As the digital marketing landscape continues to evolve, the tactics that worked for a brand a year ago -- or even just a month ago -- might no longer be effective. But few brands are in a position to identify areas of waning ROI due to their overly simple attribution models.
In a Spotlight presentation at the iMedia Brand Summit in Coronado, Calif., Casey Carey, CMO of Adometry, discussed how advanced attribution methods can help brands get a true picture of how online marketing efforts are performing, both online and offline.
To succeed, modern marketers need to be evolving, Carey noted. Increasingly, they must:
- Become data-driven. The problem? There is a data deluge!
- Understand the customer journey. The problem? It is becoming more complex!
- Take a multi-channel approach. The problem? Marketers have traditionally organized and measured in silos!
The business challenge is understanding the true connection between marketing and results. Unfortunately, Carey noted, many current attribution approaches rely too heavily on clicks, focus on online-only conversion events, and are built on inconsistent metrics. Ultimately, based on this model, revenue attributed to the sum of a brand's marketing efforts might equal more than the brand's actual revenue because multiple channels are given credit for the same dollars.
Enter advanced attribution. With models like the one pioneered by Adometry, marketers can gain much greater clarity into the true impact of their marketing investments, Carey said. Advanced attribution:
- Relies on a data-driven, probabilistic model
- Leverages user-level interactions including impressions
- Provides a full-funnel view of media performance
- Includes both online and offline conversion events
In terms of connecting online media to offline conversions, Adometry taps into brands' CRM, POS, and call center data in order to connect the dots. The result is a true look at the influence of a brand's activities in various channels.

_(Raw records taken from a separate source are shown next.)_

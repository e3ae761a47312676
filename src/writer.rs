//! CSV writer: `cell_id, key_attrs.., value_attrs..`, one row per
//! `(cell, effort_key)` entry, in ascending cell-id then lexicographic
//! effort-key order (spec §4.5).

use std::collections::BTreeMap;
use std::path::Path;

use crate::error::OutputError;
use crate::values::{KeyedValues, ValueAttr};

pub(crate) fn write_csv(path: &Path, c_values: &BTreeMap<i64, KeyedValues>) -> Result<(), OutputError> {
    let mut writer = csv::Writer::from_path(path).map_err(|source| OutputError::Create { path: path.display().to_string(), source })?;

    writer
        .write_record(["cell_id", "gear_id", "time", "a", "hours_fished", "value"])
        .map_err(|source| OutputError::Write { source })?;

    for (cell_id, keyed_values) in c_values {
        for (key, values) in keyed_values {
            let row = [
                cell_id.to_string(),
                key.gear_id.clone().unwrap_or_default(),
                key.time.map(|t| t.to_string()).unwrap_or_default(),
                values.get(ValueAttr::A).to_string(),
                values.get(ValueAttr::HoursFished).to_string(),
                values.get(ValueAttr::Value).to_string(),
            ];
            writer.write_record(row).map_err(|source| OutputError::Write { source })?;
        }
    }

    writer.flush().map_err(|source| OutputError::Flush { path: path.display().to_string(), source })?;
    Ok(())
}
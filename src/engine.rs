//! The three-phase redistribution engine: first-pass classification,
//! stat-area redistribution via cracked cells, and global redistribution
//! of unassigned residuals (spec §4.4).

use std::collections::BTreeMap;

use crate::config::Phase3Denominator;
use crate::effort::Effort;
use crate::error::GriddingError;
use crate::store::{GridStore, StatAreaStore};
use crate::values::{add_value, EffortKey, KeyedValues, ValueAttr};

/// First-pass classification counters, mirroring the original's progress
/// counters (`ll`, `ll_c`, `ll_sa`, `ll_ua`, `sa`, `sa_ua`, `ua`).
#[derive(Debug, Clone, Copy, Default)]
pub(crate) struct ClassificationStats {
    pub with_position: u64,
    pub assigned_to_cell: u64,
    pub assigned_to_stat_area_via_position: u64,
    pub unassigned_via_position: u64,
    pub with_stat_area_id: u64,
    pub unassigned_unknown_stat_area: u64,
    pub unassigned_no_location: u64,
}

/// A stat area whose `sa_values[key][attr]` mass could not be redistributed
/// to any cell because no cracked cell had nonzero parent-cell activity
/// for that key/attr (spec §4.4.2 caveat, testable property #2).
#[derive(Debug, Clone)]
pub(crate) struct DroppedMass {
    pub stat_area_id: i64,
    pub key: EffortKey,
    pub attr: ValueAttr,
    pub amount: f64,
}

enum Assignment {
    Cell(i64),
    StatArea(i64),
    Unassigned,
}

pub(crate) struct GriddingEngine {
    grid: GridStore,
    stat_areas: StatAreaStore,
    c_values: BTreeMap<i64, KeyedValues>,
    sa_values: BTreeMap<i64, KeyedValues>,
    unassigned: KeyedValues,
    stats: ClassificationStats,
}

impl GriddingEngine {
    pub(crate) fn new(grid: GridStore, stat_areas: StatAreaStore) -> Self {
        Self {
            grid,
            stat_areas,
            c_values: BTreeMap::new(),
            sa_values: BTreeMap::new(),
            unassigned: KeyedValues::new(),
            stats: ClassificationStats::default(),
        }
    }

    pub(crate) fn stats(&self) -> ClassificationStats {
        self.stats
    }

    /// Phase 1. Classifies one effort and folds its values into the
    /// appropriate bucket (spec §4.4.1).
    pub(crate) fn classify(&mut self, effort: &Effort) {
        let assignment = if effort.has_position() {
            self.stats.with_position += 1;
            let lon = effort.lon.unwrap();
            let lat = effort.lat.unwrap();

            if let Some(cell_id) = self.cell_for_point(lon, lat) {
                self.stats.assigned_to_cell += 1;
                Assignment::Cell(cell_id)
            } else if let Some(sa_id) = self.stat_area_for_point(lon, lat) {
                self.stats.assigned_to_stat_area_via_position += 1;
                Assignment::StatArea(sa_id)
            } else {
                self.stats.unassigned_via_position += 1;
                Assignment::Unassigned
            }
        } else if let Some(sa_id) = effort.stat_area_id {
            self.stats.with_stat_area_id += 1;
            if self.stat_areas.get(sa_id).is_some() {
                Assignment::StatArea(sa_id)
            } else {
                self.stats.unassigned_unknown_stat_area += 1;
                Assignment::Unassigned
            }
        } else {
            self.stats.unassigned_no_location += 1;
            Assignment::Unassigned
        };

        let key = effort.key();
        let values = effort.values();
        let target = match assignment {
            Assignment::Cell(id) => self.c_values.entry(id).or_default(),
            Assignment::StatArea(id) => self.sa_values.entry(id).or_default(),
            Assignment::Unassigned => &mut self.unassigned,
        };
        for attr in ValueAttr::ALL {
            add_value(target, key.clone(), attr, values.get(attr));
        }
    }

    /// First containing cell, candidates sorted ascending by id for a
    /// deterministic tie-break (spec §4.4.1, Scenario C).
    fn cell_for_point(&self, lon: f64, lat: f64) -> Option<i64> {
        self.grid.candidates_for_point(lon, lat).into_iter().find(|&id| self.grid.get(id).unwrap().shape.contains_point(lon, lat))
    }

    fn stat_area_for_point(&self, lon: f64, lat: f64) -> Option<i64> {
        self.stat_areas
            .candidates_for_point(lon, lat)
            .into_iter()
            .find(|&id| self.stat_areas.get(id).unwrap().shape.contains_point(lon, lat))
    }

    /// Phase 2. Redistributes each stat area's accumulated values across
    /// the cells it overlaps, in proportion to those cells' current clean
    /// totals clipped to the stat area (spec §4.4.2).
    pub(crate) fn redistribute_stat_areas(&mut self) -> Result<Vec<DroppedMass>, GriddingError> {
        let mut dropped = Vec::new();

        let stat_area_ids: Vec<i64> = self.stat_areas.iter().map(|sa| sa.id).collect();
        for sa_id in stat_area_ids {
            let Some(sa_kv) = self.sa_values.get(&sa_id).cloned() else { continue };
            if sa_kv.is_empty() {
                continue;
            }
            let sa = self.stat_areas.get(sa_id).expect("stat area id came from iter()");
            let sa_mbr = sa.shape.mbr().ok_or(GriddingError::Area { id: sa_id })?;

            let mut cracked: Vec<(i64, KeyedValues)> = Vec::new();
            for cell_id in self.grid.candidates_for_mbr(&sa_mbr) {
                let cell = self.grid.get(cell_id).expect("candidate id came from hash over cells");
                if !sa.shape.intersects(&cell.shape) {
                    continue;
                }
                let Some(inter) = sa.shape.intersection(&cell.shape) else { continue };
                let pct_area = inter.area() / cell.area;
                let scaled = self
                    .c_values
                    .get(&cell_id)
                    .map(|kv| kv.iter().map(|(k, v)| (k.clone(), v.scaled(pct_area))).collect())
                    .unwrap_or_default();
                cracked.push((cell_id, scaled));
            }

            let mut ccell_totals: KeyedValues = KeyedValues::new();
            for (_, kv) in &cracked {
                for (key, values) in kv {
                    let totals = ccell_totals.entry(key.clone()).or_default();
                    for attr in ValueAttr::ALL {
                        totals.add(attr, values.get(attr));
                    }
                }
            }

            for (key, sa_values) in &sa_kv {
                let any_total = ccell_totals.get(key).map(|t| ValueAttr::ALL.iter().any(|&a| t.get(a) != 0.0)).unwrap_or(false);
                if !any_total {
                    for attr in ValueAttr::ALL {
                        let amount = sa_values.get(attr);
                        if amount != 0.0 {
                            dropped.push(DroppedMass { stat_area_id: sa_id, key: key.clone(), attr, amount });
                        }
                    }
                }
            }

            for (cell_id, cc_values) in &cracked {
                for (key, sa_values) in &sa_kv {
                    let Some(cc_values) = cc_values.get(key) else { continue };
                    let Some(totals) = ccell_totals.get(key) else { continue };
                    let pcell_kv = self.c_values.entry(*cell_id).or_default();
                    for attr in ValueAttr::ALL {
                        let sa_value = sa_values.get(attr);
                        if sa_value == 0.0 {
                            continue;
                        }
                        let cc_value = cc_values.get(attr);
                        let total_value = totals.get(attr);
                        if cc_value == 0.0 || total_value == 0.0 {
                            continue;
                        }
                        let pct = cc_value / total_value;
                        add_value(pcell_kv, key.clone(), attr, sa_value * pct);
                    }
                }
            }
        }

        Ok(dropped)
    }

    /// Phase 3. Redistributes the global `unassigned` pool across every
    /// cell. `mode` selects the literal-source denominator ("as-written",
    /// the unassigned value itself) or the narrative-documented one (the
    /// global per-key total) — see spec §4.4.3.
    pub(crate) fn redistribute_unassigned(&mut self, mode: Phase3Denominator) {
        if self.unassigned.is_empty() {
            return;
        }

        let mut totals: KeyedValues = KeyedValues::new();
        for kv in self.c_values.values() {
            for (key, values) in kv {
                let t = totals.entry(key.clone()).or_default();
                for attr in ValueAttr::ALL {
                    t.add(attr, values.get(attr));
                }
            }
        }

        let cell_ids: Vec<i64> = self.grid.iter().map(|c| c.id).collect();
        for cell_id in cell_ids {
            let mut additions: Vec<(EffortKey, ValueAttr, f64)> = Vec::new();
            {
                let cell_kv = self.c_values.entry(cell_id).or_default();
                for (key, unassigned_values) in &self.unassigned {
                    let Some(cell_values) = cell_kv.get(key) else { continue };
                    for attr in ValueAttr::ALL {
                        let unassigned_value = unassigned_values.get(attr);
                        if unassigned_value == 0.0 {
                            continue;
                        }
                        let cell_value = cell_values.get(attr);
                        if cell_value == 0.0 {
                            continue;
                        }
                        let denom = match mode {
                            Phase3Denominator::AsWritten => unassigned_value,
                            Phase3Denominator::AsDocumented => totals.get(key).map(|t| t.get(attr)).unwrap_or(0.0),
                        };
                        if denom == 0.0 {
                            continue;
                        }
                        let pct = cell_value / denom;
                        additions.push((key.clone(), attr, unassigned_value * pct));
                    }
                }
            }
            let cell_kv = self.c_values.entry(cell_id).or_default();
            for (key, attr, amount) in additions {
                add_value(cell_kv, key, attr, amount);
            }
        }
    }

    /// Cell aggregates in ascending cell-id order, for the writer.
    pub(crate) fn into_cell_values(self) -> BTreeMap<i64, KeyedValues> {
        self.c_values
    }

    pub(crate) fn grid(&self) -> &GridStore {
        &self.grid
    }
}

So what happens when advanced attribution is applied to a brand's media campaigns? Well, in the case of one big-box specialty retailer with 2,000-plus stores across North America, the initial findings suggest that certain areas of heavy investment for the brand might are not yielding the desired ROI, Carey said.
In linking the brand's online media campaigns with its offline POS data from its loyalty card and credit card look-up programs, Adometry found that certain channels were most certainly out-performing others. In fact, while the brand's cost-to-conversion index for display was a healthy 1.1, its cost-to-conversion index for paid search was a measly .07. As such, Adometry was in a position to recommend shifting budget from paid search over to display. In addition, the company's advanced attribution model revealed that the brand's online ad spend in certain geographic regions -- including New York, Los Angeles, and San Francisco -- were being vastly outperformed by other regions, including Chicago, Atlanta, and Washington, DC. These revelations triggered a rebalancing of display spend according to geography.
In conclusion, Carey noted that advanced attribution can help marketers shed light on the "new truth" surrounding their ad spends. Such findings can -- and should -- trigger brands to rethink the way that they're allocating their budgets. It's not always an easy process. But the rewards are real.